While on the topic of Speersy, readers will recall that in 2020 the ABC TV Insiders presenter has been the winner on two occasions of Media Watch Dog’s  gong for the Media Interrupter of the Week.  It’s been a tight contest between Comrade Speers and  ABC Radio National Breakfast presenter Fran (“I’m an activist”) Kelly who has received one gong. A close contest, indeed.

So it was a media matter of some moment that David Speers missed the opportunity to interrupt Greens leader Adam Bandt, who was the Insiders’ guest on a key point last Sunday although he did make an attempt.  Let’s go to the transcript:

David Speers: The benefits [of phasing out fossil fuels] may come, but what initial cost are we talking to? I mean to –  look at South Australia where there’s already the big Tesla battery. In the last three months, gas contributed 56 percent to the state’s energy mix, wind was about 40 percent, battery storage was less than half a percent. Yes, it’s very important when the wind isn’t there for the battery to kick in. But again, you’re talking about a huge transformation.

Adam Bandt: Well, the savings are that we stop our cities from going under water. And the savings are that we stop bushfires from happening quite so frequently –

David Speers: I appreciate your view about what’s at risk down the track. But for this decade, again, do you have any idea what the cost would be?

What a load of absolute tosh.  David Speers missed the moment when Adam (“Give Marx a chance”) Bandt proclaimed that Australia’s cities like Melbourne will be under water within a few decades if Australia does not cut emissions in accordance with The Greens’ demands.  This overlooks the fact that  Australia produces less than 2 per cent of global emissions. Consequently, there is nothing that Australia can do, on its own initiative, to reduce global emissions and stop  Elizabeth Street being 6 metres under water in accordance with the predictions of the eco-catastrophists in our ranks like Comrade Bandt.

And then there is the fact that Melbourne has experienced lotsa floods – even before comrade Bandt wrote his thesis on Karl Marx all those years ago. For example, Elizabeth Street flooded in 1882 [I understand that Jackie’s (male) owner Hendo remembers this well. – MWD Editor.] There was also major flooding in Melbourne in 1934  and half a century ago in 1970.

Alas, Comrade Speers did not interrupt Comrade Bandt to ask him about this.  Also, there was no question about why Adam Bandt hangs out in the Melbourne CBD on The Yarra rather than moving to, say, Mount Feathertop, where he would be assured safe water views of what’s left of Melbourne by circa 2050. Presumably only the tops of Melbourne’s high-rise apartments – plus a few office towers – would be visible by then.

Which raises the question. Where’s Speersy The Interrupter when you really need him?  Can You Bear It?

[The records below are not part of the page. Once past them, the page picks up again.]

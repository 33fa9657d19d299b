//! Unit tests for [`AmqpCodec`].

use bytes::{BufMut, Bytes, BytesMut};
use rstest::{fixture, rstest};
use tokio_util::codec::{Decoder, Encoder};

use super::*;
use crate::{
    header::{HeaderError, ProtocolHeader},
    performative::{Begin, Close, SaslFrame, SaslMechanisms, Transfer},
};

#[fixture]
fn codec() -> AmqpCodec { AmqpCodec::new(1024) }

fn encode(codec: &mut AmqpCodec, unit: impl Into<Outbound>) -> BytesMut {
    let mut buf = BytesMut::new();
    codec.encode(unit.into(), &mut buf).expect("encode");
    buf
}

fn frame_mode(mut codec: AmqpCodec) -> AmqpCodec {
    let mut header = BytesMut::from(&ProtocolHeader::AMQP.to_bytes()[..]);
    let unit = codec.decode(&mut header).expect("decode header");
    assert!(matches!(unit, Some(Inbound::Header(_))));
    codec
}

#[rstest]
fn header_is_decoded_once_then_frames(codec: AmqpCodec) {
    let mut codec = frame_mode(codec);
    let begin = Frame::amqp(
        3,
        Begin {
            remote_channel: None,
            next_outgoing_id: 1,
            incoming_window: 10,
            outgoing_window: 10,
            handle_max: 7,
        },
    );
    let mut bytes = encode(&mut codec, begin.clone());
    let decoded = codec.decode(&mut bytes).expect("decode frame");
    assert_eq!(decoded, Some(Inbound::Frame(begin)));
    assert!(bytes.is_empty());
}

#[rstest]
fn header_needs_all_eight_bytes(mut codec: AmqpCodec) {
    let mut partial = BytesMut::from(&b"AMQP\x00"[..]);
    assert_eq!(codec.decode(&mut partial).expect("partial header"), None);
    partial.extend_from_slice(b"\x01\x00\x00");
    assert_eq!(
        codec.decode(&mut partial).expect("full header"),
        Some(Inbound::Header(ProtocolHeader::AMQP))
    );
}

#[rstest]
fn bad_header_is_rejected(mut codec: AmqpCodec) {
    let mut bytes = BytesMut::from(&b"AMQP\x00\x02\x00\x00"[..]);
    let err = codec.decode(&mut bytes).expect_err("wrong major version");
    assert!(matches!(
        err,
        CodecError::Header(HeaderError::UnsupportedVersion { major: 2, .. })
    ));
}

#[rstest]
fn transfer_payload_follows_performative(codec: AmqpCodec) {
    let mut codec = frame_mode(codec);
    let transfer = Transfer {
        handle: 1,
        delivery_id: Some(4),
        delivery_tag: Some(vec![4]),
        settled: false,
        more: false,
    };
    let frame = Frame::transfer(0, transfer, Bytes::from_static(b"hello"));
    let mut bytes = encode(&mut codec, frame.clone());
    let Some(Inbound::Frame(decoded)) = codec.decode(&mut bytes).expect("decode") else {
        panic!("expected a frame");
    };
    assert_eq!(decoded, frame);
}

#[rstest]
fn incomplete_frame_waits_for_more_bytes(codec: AmqpCodec) {
    let mut codec = frame_mode(codec);
    let full = encode(&mut codec, Frame::amqp(0, Close::default()));
    let mut partial = BytesMut::from(&full[..full.len() - 1]);
    assert_eq!(codec.decode(&mut partial).expect("partial"), None);
    partial.extend_from_slice(&full[full.len() - 1..]);
    assert!(codec.decode(&mut partial).expect("complete").is_some());
}

#[rstest]
fn heartbeat_round_trips_as_empty_body(codec: AmqpCodec) {
    let mut codec = frame_mode(codec);
    let mut bytes = encode(&mut codec, Frame::heartbeat());
    assert_eq!(bytes.len(), FRAME_HEADER_LEN);
    assert_eq!(
        codec.decode(&mut bytes).expect("decode"),
        Some(Inbound::Frame(Frame::heartbeat()))
    );
}

#[rstest]
fn sasl_frames_use_their_own_type(codec: AmqpCodec) {
    let mut codec = frame_mode(codec);
    let frame = Frame::sasl(SaslFrame::Mechanisms(SaslMechanisms {
        mechanisms: vec!["ANONYMOUS".into()],
    }));
    let mut bytes = encode(&mut codec, frame.clone());
    assert_eq!(bytes[5], 0x01);
    assert_eq!(
        codec.decode(&mut bytes).expect("decode"),
        Some(Inbound::Frame(frame))
    );
}

#[rstest]
fn oversized_inbound_frame_is_rejected(codec: AmqpCodec) {
    let mut codec = frame_mode(codec);
    let mut bytes = BytesMut::new();
    bytes.put_u32(4096);
    bytes.put_u8(2);
    bytes.put_u8(0);
    bytes.put_u16(0);
    let err = codec.decode(&mut bytes).expect_err("oversized");
    assert!(matches!(
        err,
        CodecError::Framing(FramingError::OversizedFrame { size: 4096, .. })
    ));
}

#[rstest]
#[case(4, 2)]
#[case(16, 1)]
#[case(16, 5)]
fn inconsistent_frame_header_is_rejected(codec: AmqpCodec, #[case] size: u32, #[case] doff: u8) {
    let mut codec = frame_mode(codec);
    let mut bytes = BytesMut::new();
    bytes.put_u32(size);
    bytes.put_u8(doff);
    bytes.put_u8(0);
    bytes.put_u16(0);
    bytes.put_bytes(0, 8);
    let err = codec.decode(&mut bytes).expect_err("invalid header");
    assert!(matches!(
        err,
        CodecError::Framing(FramingError::InvalidHeader { .. })
    ));
}

#[rstest]
fn unknown_frame_type_is_rejected(codec: AmqpCodec) {
    let mut codec = frame_mode(codec);
    let mut bytes = BytesMut::new();
    bytes.put_u32(9);
    bytes.put_u8(2);
    bytes.put_u8(0x07);
    bytes.put_u16(0);
    bytes.put_u8(0);
    let err = codec.decode(&mut bytes).expect_err("unknown type");
    assert!(matches!(
        err,
        CodecError::Framing(FramingError::UnknownFrameType(0x07))
    ));
}

#[rstest]
fn oversized_outbound_frame_is_refused(mut codec: AmqpCodec) {
    codec.set_max_outbound(512);
    let transfer = Transfer {
        handle: 0,
        delivery_id: Some(1),
        delivery_tag: None,
        settled: false,
        more: false,
    };
    let frame = Frame::transfer(0, transfer, Bytes::from(vec![0_u8; 600]));
    let mut buf = BytesMut::new();
    let err = codec
        .encode(Outbound::Frame(frame), &mut buf)
        .expect_err("frame too large");
    assert!(matches!(
        err,
        CodecError::Framing(FramingError::OversizedFrame { max: 512, .. })
    ));
}

#[rstest]
fn eof_mid_frame_is_reported(codec: AmqpCodec) {
    let mut codec = frame_mode(codec);
    let mut bytes = BytesMut::from(&[0_u8, 0, 0][..]);
    let err = codec.decode_eof(&mut bytes).expect_err("truncated");
    assert!(matches!(
        err,
        CodecError::Eof(EofError::MidFrame { bytes_received: 3 })
    ));
}

#[rstest]
fn clean_eof_yields_none(mut codec: AmqpCodec) {
    let mut bytes = BytesMut::new();
    assert_eq!(codec.decode_eof(&mut bytes).expect("clean close"), None);
}

#[test]
fn transfer_capacity_leaves_room_for_headers() {
    let transfer = Transfer {
        handle: 0,
        delivery_id: Some(1),
        delivery_tag: Some(vec![1]),
        settled: false,
        more: true,
    };
    let capacity = transfer_capacity(512, &transfer).expect("capacity");
    assert!(capacity > 0);
    assert!(capacity < 512 - FRAME_HEADER_LEN);
}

While on the topic of interruptions, non-interruptions and all that, readers were hugely interested in last week’s coverage of the ABC TV 7.30  presenter Leigh Sales’ friendly leading questions to the left-of-centre Bob Woodward (on 23 September) compared with her unfriendly leading questions to right-of-centre Sarah Huckabee Sanders (on 16  September).  See MWD issues 514 and 515.

Maybe Comrade Sales has learnt from Sky News UK’s Adam Boulton. Here are some of the leading questions which Comrade Boulton addressed to a Conservative MP during his All Out Politics program on Sky News UK (which is available on Foxtel in Australia) on 15 September 2020:

Adam Boulton: It’s indisputable that the Prime Minister [Boris Johnson] lied to the British people, didn’t he –  when he said that this was a great deal that achieved everything he wanted?….

Adam Boulton: Surely he [Boris Johnson] misled people?

Adam Boulton: Hang on, the bill you are supporting is trying to get around the joint committee [on the Northern Ireland protocol]. So, you can’t say that. He said it was a great deal. So he misled the British people, didn’t he?

Adam Boulton: And I’m saying that now the Prime Minister is bringing forward measures to break that deal, it shows that it wasn’t a great deal, and that therefore he misled the British people. I can’t see how you would deny that….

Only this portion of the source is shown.